国が行うインフルエンザ対策には、水際対策の他に、侵入されてから後の対策もあります。

個人においても同様です。ウイルスを自分の体に入れない対策の他に、侵入されてもウイルスを撃退する対策があります。それは、個人の抵抗力を高める対策です。

(1)栄養補給を充分にしておく
一般的に言えば、栄養状態が良ければ、感染症に対する抵抗力が増します。無理なダイエットは中止して、必要な栄養素を充分に摂取することが必要です。平均的な人が不足しているのは、魚、野菜、果物、カルシウムなどです。

(2)休息を充分にとる
休める部分は休んで、余力を残しておくことが必要です。体がインフルエンザウイルスと戦うには、それなりのエネルギーを必要とします。睡眠を充分にとって、体を休めて、免疫の力が充分に発揮できるようにしなければなりません。「もっと働け」ではなく「もっと休め」ということです。

(3)ストレス対策をする
ストレスも、体の抵抗力を弱める要因の一つです。トラブルを避けて、穏やかに生活する必要があります。長期的なストレス対策というのは、問題に立ち向かって少しずつ着実に努力することです。短期的には一旦目をそらせて楽しいことをすることです。

(4)早めにタミフルを服用する
今回のインフルエンザでは、高熱にならない場合もあるようです。発熱プラス倦怠感、あるいは発熱プラス体の痛みがあれば、すぐに医療機関を受診するのがお勧めです。インフルエンザの診断がつけば、すぐにタミフルを服用しましょう。リレンザも有効です。
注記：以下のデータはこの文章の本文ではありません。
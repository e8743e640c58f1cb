use std::collections::{BTreeMap, HashMap};
use std::fmt;
use std::fs;
use std::path::{Path, PathBuf};
use std::str::FromStr;
use std::sync::LazyLock;

use rand::Rng;
use regex::Regex;
use serde::{Deserialize, Serialize};

use crate::expander::Expander;
use crate::utils::{GrammarError, PunctuationFilter, Result, TextFilter};

/// Represents a token in a production, either a terminal or a non-terminal
#[derive(Debug, Clone, PartialEq, Eq, Serialize, Deserialize)]
pub enum Token {
    /// Literal text, emitted as-is
    Terminal(String),
    /// A `<name>` reference to another rule
    NonTerminal(String),
}

impl Token {
    /// Classify a raw token: `<...>` is a non-terminal, anything else is literal.
    pub fn parse(raw: &str) -> Self {
        if is_non_terminal(raw) {
            Token::NonTerminal(raw.to_string())
        } else {
            Token::Terminal(raw.to_string())
        }
    }

    /// The token text as written in the grammar file
    pub fn as_str(&self) -> &str {
        match self {
            Token::Terminal(text) | Token::NonTerminal(text) => text,
        }
    }
}

impl fmt::Display for Token {
    fn fmt(&self, f: &mut fmt::Formatter<'_>) -> fmt::Result {
        f.write_str(self.as_str())
    }
}

/// Returns true if `s` starts with `<` and ends with `>`
pub fn is_non_terminal(s: &str) -> bool {
    s.len() >= 2 && s.starts_with('<') && s.ends_with('>')
}

/// One alternative expansion of a non-terminal; may hold zero tokens
#[derive(Debug, Clone, Default, PartialEq, Eq, Serialize, Deserialize)]
#[serde(transparent)]
pub struct Production {
    /// The sequence of tokens in this production
    pub tokens: Vec<Token>,
}

impl Production {
    /// Tokenize a normalized production string by whitespace.
    pub fn parse(text: &str) -> Self {
        Production {
            tokens: text.split_whitespace().map(Token::parse).collect(),
        }
    }

    /// True when the production expands to nothing
    pub fn is_empty(&self) -> bool {
        self.tokens.is_empty()
    }
}

/// Mapping from non-terminal name to its alternative productions.
///
/// Names are matched case-insensitively: they are stored lower-cased and
/// every lookup lower-cases its key.
#[derive(Debug, Clone, Default, PartialEq, Eq, Serialize, Deserialize)]
#[serde(transparent)]
pub struct RuleTable {
    rules: HashMap<String, Vec<Production>>,
}

impl RuleTable {
    /// Create an empty rule table
    pub fn new() -> Self {
        RuleTable::default()
    }

    /// Set the productions for `name`, replacing any earlier definition.
    pub fn insert(&mut self, name: &str, productions: Vec<Production>) {
        self.rules.insert(name.trim().to_lowercase(), productions);
    }

    /// Productions for `name`, if it was defined
    pub fn get(&self, name: &str) -> Option<&[Production]> {
        self.rules
            .get(&name.trim().to_lowercase())
            .map(Vec::as_slice)
    }

    /// Check if `name` has a definition
    pub fn contains(&self, name: &str) -> bool {
        self.get(name).is_some()
    }

    /// Number of defined non-terminals
    pub fn len(&self) -> usize {
        self.rules.len()
    }

    /// True when no non-terminal is defined
    pub fn is_empty(&self) -> bool {
        self.rules.is_empty()
    }

    /// Defined non-terminal names, sorted
    pub fn symbols(&self) -> Vec<&str> {
        let mut symbols: Vec<&str> = self.rules.keys().map(String::as_str).collect();
        symbols.sort_unstable();
        symbols
    }

    /// Pretty JSON dump of the table with sorted keys.
    pub fn to_json(&self) -> Result<String> {
        let sorted: BTreeMap<&String, &Vec<Production>> = self.rules.iter().collect();
        Ok(serde_json::to_string_pretty(&sorted)?)
    }
}

/// Configuration options for loading and generating
#[derive(Debug, Clone)]
pub struct GrammarConfig {
    /// Symbol expansion starts from
    pub start_symbol: String,
    /// Whether to trim surrounding whitespace from the final sentence
    pub trim_output: bool,
    /// Directory prefixed to bare grammar names
    pub grammar_dir: PathBuf,
    /// File extension appended to grammar names that lack it
    pub extension: String,
}

impl Default for GrammarConfig {
    fn default() -> Self {
        GrammarConfig {
            start_symbol: "<start>".to_string(),
            trim_output: true,
            grammar_dir: PathBuf::from("grammars"),
            extension: "g".to_string(),
        }
    }
}

impl GrammarConfig {
    /// Turn a grammar name into a file path.
    ///
    /// `poem` becomes `grammars/poem.g`; names already under the grammar
    /// directory (or absolute) are not prefixed again, and names already
    /// carrying the extension are not suffixed again.
    pub fn resolve_path(&self, name: &str) -> PathBuf {
        let mut path = PathBuf::from(name);
        if !path.is_absolute() && !path.starts_with(&self.grammar_dir) {
            path = self.grammar_dir.join(path);
        }
        let has_extension = path
            .extension()
            .is_some_and(|ext| ext.to_string_lossy() == self.extension);
        if !has_extension {
            let mut raw = path.into_os_string();
            raw.push(".");
            raw.push(&self.extension);
            path = PathBuf::from(raw);
        }
        path
    }
}

// Text between a `{` and the next `}`.
static BLOCK_REGEX: LazyLock<Regex> =
    LazyLock::new(|| Regex::new(r"\{([^}]*)\}").expect("valid regex"));
static WHITESPACE_REGEX: LazyLock<Regex> =
    LazyLock::new(|| Regex::new(r"\s+").expect("valid regex"));

/// Every substring enclosed in braces, in order of appearance, braces excluded.
pub fn extract_definition_blocks(text: &str) -> Vec<&str> {
    BLOCK_REGEX
        .captures_iter(text)
        .filter_map(|captures| captures.get(1))
        .map(|block| block.as_str())
        .collect()
}

/// Normalize one raw grammar line.
///
/// Strips tabs and `;`, strips trailing whitespace, then collapses every
/// remaining whitespace run into a single space.
pub fn normalize_line(line: &str) -> String {
    let stripped: String = line.chars().filter(|c| *c != '\t' && *c != ';').collect();
    WHITESPACE_REGEX
        .replace_all(stripped.trim_end(), " ")
        .into_owned()
}

/// Split a raw block into its non-terminal name followed by its productions.
///
/// Empty lines are dropped before normalization, so a line holding only `;`
/// or only whitespace survives as an empty production.
pub fn split_definition(raw_block: &str) -> Vec<String> {
    raw_block
        .lines()
        .filter(|line| !line.is_empty())
        .map(normalize_line)
        .collect()
}

/// Build the rule table from split definitions.
///
/// A name defined by several blocks keeps only the productions of the last one.
pub fn build_rule_table<I, D>(definitions: I) -> RuleTable
where
    I: IntoIterator<Item = D>,
    D: AsRef<[String]>,
{
    let mut table = RuleTable::new();
    for definition in definitions {
        let Some((name, productions)) = definition.as_ref().split_first() else {
            continue;
        };
        let productions = productions.iter().map(|p| Production::parse(p)).collect();
        table.insert(name, productions);
    }
    table
}

/// A loaded grammar ready to generate sentences
#[derive(Debug, Clone)]
pub struct Grammar {
    /// The rules mapping non-terminals to productions
    rules: RuleTable,
    /// Configuration options
    config: GrammarConfig,
    /// Post-processing applied to every generated sentence
    filter: Box<dyn TextFilter>,
}

impl Grammar {
    /// Wrap an existing rule table with the default configuration
    pub fn new(rules: RuleTable) -> Self {
        Grammar::with_config(rules, GrammarConfig::default())
    }

    /// Wrap an existing rule table with a custom configuration
    pub fn with_config(rules: RuleTable, config: GrammarConfig) -> Self {
        Grammar {
            rules,
            config,
            filter: Box::new(PunctuationFilter),
        }
    }

    /// Replace the post-processing filter
    pub fn with_filter(mut self, filter: Box<dyn TextFilter>) -> Self {
        self.filter = filter;
        self
    }

    /// Parse grammar source text
    pub fn parse(text: &str) -> Self {
        let definitions = extract_definition_blocks(text)
            .into_iter()
            .map(split_definition);
        Grammar::new(build_rule_table(definitions))
    }

    /// Parse a grammar from a file
    pub fn from_file<P: AsRef<Path>>(path: P) -> Result<Self> {
        let path = path.as_ref();
        let text = fs::read_to_string(path).map_err(|source| GrammarError::FileNotFound {
            path: path.to_path_buf(),
            source,
        })?;
        Ok(Grammar::parse(&text))
    }

    /// Resolve a grammar name through `config` and load it
    pub fn load(name: &str, config: GrammarConfig) -> Result<Self> {
        let path = config.resolve_path(name);
        let mut grammar = Grammar::from_file(path)?;
        grammar.config = config;
        Ok(grammar)
    }

    /// Generate a sentence from the configured start symbol
    pub fn generate(&self) -> String {
        self.generate_with_rng(&mut rand::thread_rng())
    }

    /// Generate a sentence from an arbitrary symbol
    pub fn generate_from(&self, symbol: &str) -> String {
        self.generate_from_with_rng(symbol, &mut rand::thread_rng())
    }

    /// Generate from the start symbol using the given random source
    pub fn generate_with_rng<R: Rng + ?Sized>(&self, rng: &mut R) -> String {
        self.generate_from_with_rng(&self.config.start_symbol, rng)
    }

    /// Generate from `symbol` using the given random source
    pub fn generate_from_with_rng<R: Rng + ?Sized>(&self, symbol: &str, rng: &mut R) -> String {
        let raw = Expander::new(&self.rules, rng).expand(symbol);
        let result = self.filter.filter(&raw);

        if self.config.trim_output {
            result.trim().to_string()
        } else {
            result
        }
    }

    /// Get a reference to the grammar's rules
    pub fn rules(&self) -> &RuleTable {
        &self.rules
    }

    /// Get a reference to the grammar's configuration
    pub fn config(&self) -> &GrammarConfig {
        &self.config
    }

    /// Set a new configuration
    pub fn set_config(&mut self, config: GrammarConfig) {
        self.config = config;
    }
}

impl FromStr for Grammar {
    type Err = GrammarError;

    fn from_str(s: &str) -> Result<Self> {
        Ok(Grammar::parse(s))
    }
}

#[cfg(test)]
mod tests {
    use super::*;
    use crate::utils::noop_filter;
    use rand::SeedableRng;
    use rand::rngs::StdRng;

    const POEM: &str = "
{
<start>
The   <object>   <verb>   tonight. ;
}

{
<object>
waves ;
\tbig    yellow       flowers ;
slugs ;
}
";

    fn strings(items: &[&str]) -> Vec<String> {
        items.iter().map(|s| s.to_string()).collect()
    }

    #[test]
    fn test_extract_definition_blocks() {
        let blocks = extract_definition_blocks("junk {\n<a>\nx ;\n} more {<b>\n;\n}");
        assert_eq!(blocks, vec!["\n<a>\nx ;\n", "<b>\n;\n"]);
    }

    #[test]
    fn test_split_definition() {
        assert_eq!(
            split_definition("\n<start>\nYou <adj> <name> . ;\nMay <curse> . ;\n"),
            strings(&["<start>", "You <adj> <name> .", "May <curse> ."])
        );
        assert_eq!(
            split_definition("\n<start>\nYou <adj> <name> . ;\n;\n"),
            strings(&["<start>", "You <adj> <name> .", ""])
        );
    }

    #[test]
    fn test_split_definition_keeps_whitespace_lines() {
        assert_eq!(
            split_definition("\n  <start>\n   \n\tgo   home ;  \n\n"),
            strings(&[" <start>", "", "go home"])
        );
        assert_eq!(split_definition("\n<x>\na ;\n   "), strings(&["<x>", "a", ""]));
    }

    #[test]
    fn test_indented_closing_brace_adds_empty_production() {
        let grammar = Grammar::parse("{\n<x>\na ;\n   }");
        let productions = grammar.rules().get("<x>").unwrap();
        assert_eq!(productions, &[Production::parse("a"), Production::default()]);
    }

    #[test]
    fn test_normalize_line_idempotent() {
        for line in ["\tbig    yellow \t flowers ;  ", ";", "  a  b ;; ", "plain"] {
            let once = normalize_line(line);
            assert_eq!(normalize_line(&once), once, "line: {:?}", line);
        }
        assert_eq!(normalize_line("\tbig    yellow       flowers ;"), "big yellow flowers");
    }

    #[test]
    fn test_build_rule_table() {
        let table = build_rule_table(vec![
            strings(&["<start>", "The <object> <verb> tonight."]),
            strings(&["<object>", "waves", "big yellow flowers", ""]),
        ]);

        assert_eq!(table.len(), 2);
        let start = table.get("<start>").unwrap();
        assert_eq!(
            start[0].tokens,
            vec![
                Token::Terminal("The".into()),
                Token::NonTerminal("<object>".into()),
                Token::NonTerminal("<verb>".into()),
                Token::Terminal("tonight.".into()),
            ]
        );
        let object = table.get("<object>").unwrap();
        assert_eq!(object.len(), 3);
        assert_eq!(object[1].tokens.len(), 3);
        assert!(object[2].is_empty());
    }

    #[test]
    fn test_last_definition_wins() {
        let grammar = Grammar::parse("{<x>\na ;\nb ;\n} {<X>\nc ;\n}");
        let productions = grammar.rules().get("<x>").unwrap();
        assert_eq!(productions, &[Production::parse("c")]);
    }

    #[test]
    fn test_case_insensitive_lookup() {
        let grammar = Grammar::parse("{<Noun>\ncat ;\n}");
        assert!(grammar.rules().contains("<noun>"));
        assert!(grammar.rules().contains("<NOUN>"));
        assert_eq!(grammar.rules().symbols(), vec!["<noun>"]);
    }

    #[test]
    fn test_token_classification() {
        assert!(is_non_terminal("<a>"));
        assert!(is_non_terminal("<>"));
        assert!(!is_non_terminal("<"));
        assert!(!is_non_terminal("<a>."));
        assert!(!is_non_terminal("a"));
        assert!(Production::parse("").is_empty());
    }

    #[test]
    fn test_generate_poem() {
        let grammar = Grammar::parse(POEM);
        let mut rng = StdRng::seed_from_u64(7);
        for _ in 0..20 {
            let result = grammar.generate_with_rng(&mut rng);
            assert!(
                result == "The waves tonight."
                    || result == "The big yellow flowers tonight."
                    || result == "The slugs tonight.",
                "unexpected: {:?}",
                result
            );
        }
    }

    #[test]
    fn test_untrimmed_and_unfiltered_output() {
        let mut grammar = Grammar::parse("{<start>\nhi there . ;\n}");
        grammar.set_config(GrammarConfig {
            trim_output: false,
            ..GrammarConfig::default()
        });
        assert_eq!(grammar.generate(), "hi there. ");

        let grammar = grammar.with_filter(noop_filter());
        assert_eq!(grammar.generate(), "hi there . ");
    }

    #[test]
    fn test_resolve_path() {
        let config = GrammarConfig::default();
        assert_eq!(config.resolve_path("poem"), PathBuf::from("grammars/poem.g"));
        assert_eq!(config.resolve_path("poem.g"), PathBuf::from("grammars/poem.g"));
        assert_eq!(
            config.resolve_path("grammars/poem"),
            PathBuf::from("grammars/poem.g")
        );
        assert_eq!(
            config.resolve_path("/tmp/poem.g"),
            PathBuf::from("/tmp/poem.g")
        );
    }

    #[test]
    fn test_to_json() {
        let grammar = Grammar::parse("{<b>\ny ;\n;\n} {<a>\nx <b> ;\n}");
        let json = grammar.rules().to_json().unwrap();
        assert!(json.find("\"<a>\"").unwrap() < json.find("\"<b>\"").unwrap());

        let parsed: RuleTable = serde_json::from_str(&json).unwrap();
        assert_eq!(&parsed, grammar.rules());
    }
}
抵抗力が弱い人の場合は、37.5℃を超えたら、受診するのがお勧めです。

このような抵抗力を高める対策が必要です。

「今回の新型インフルエンザは、毒性が弱い」という意見があります。それは、即断です。日本の症例は、これまでのところ、高校生などの活動的で健康な人々が主です。抵抗力の弱い人々への感染はこれからです。実際、メキシコやアメリカでも、死亡しているのは、主に抵抗力の弱い人たちです。抵抗力の弱い人というのは、持病のある人、年少者、お年寄りでも抗体を持たない人、貧しい人たちなどです。

スペイン風邪や、ソ連風邪、香港風邪のときには、今のような状態が半年とか1年とか続いたようです。ある程度、長期の戦いになります。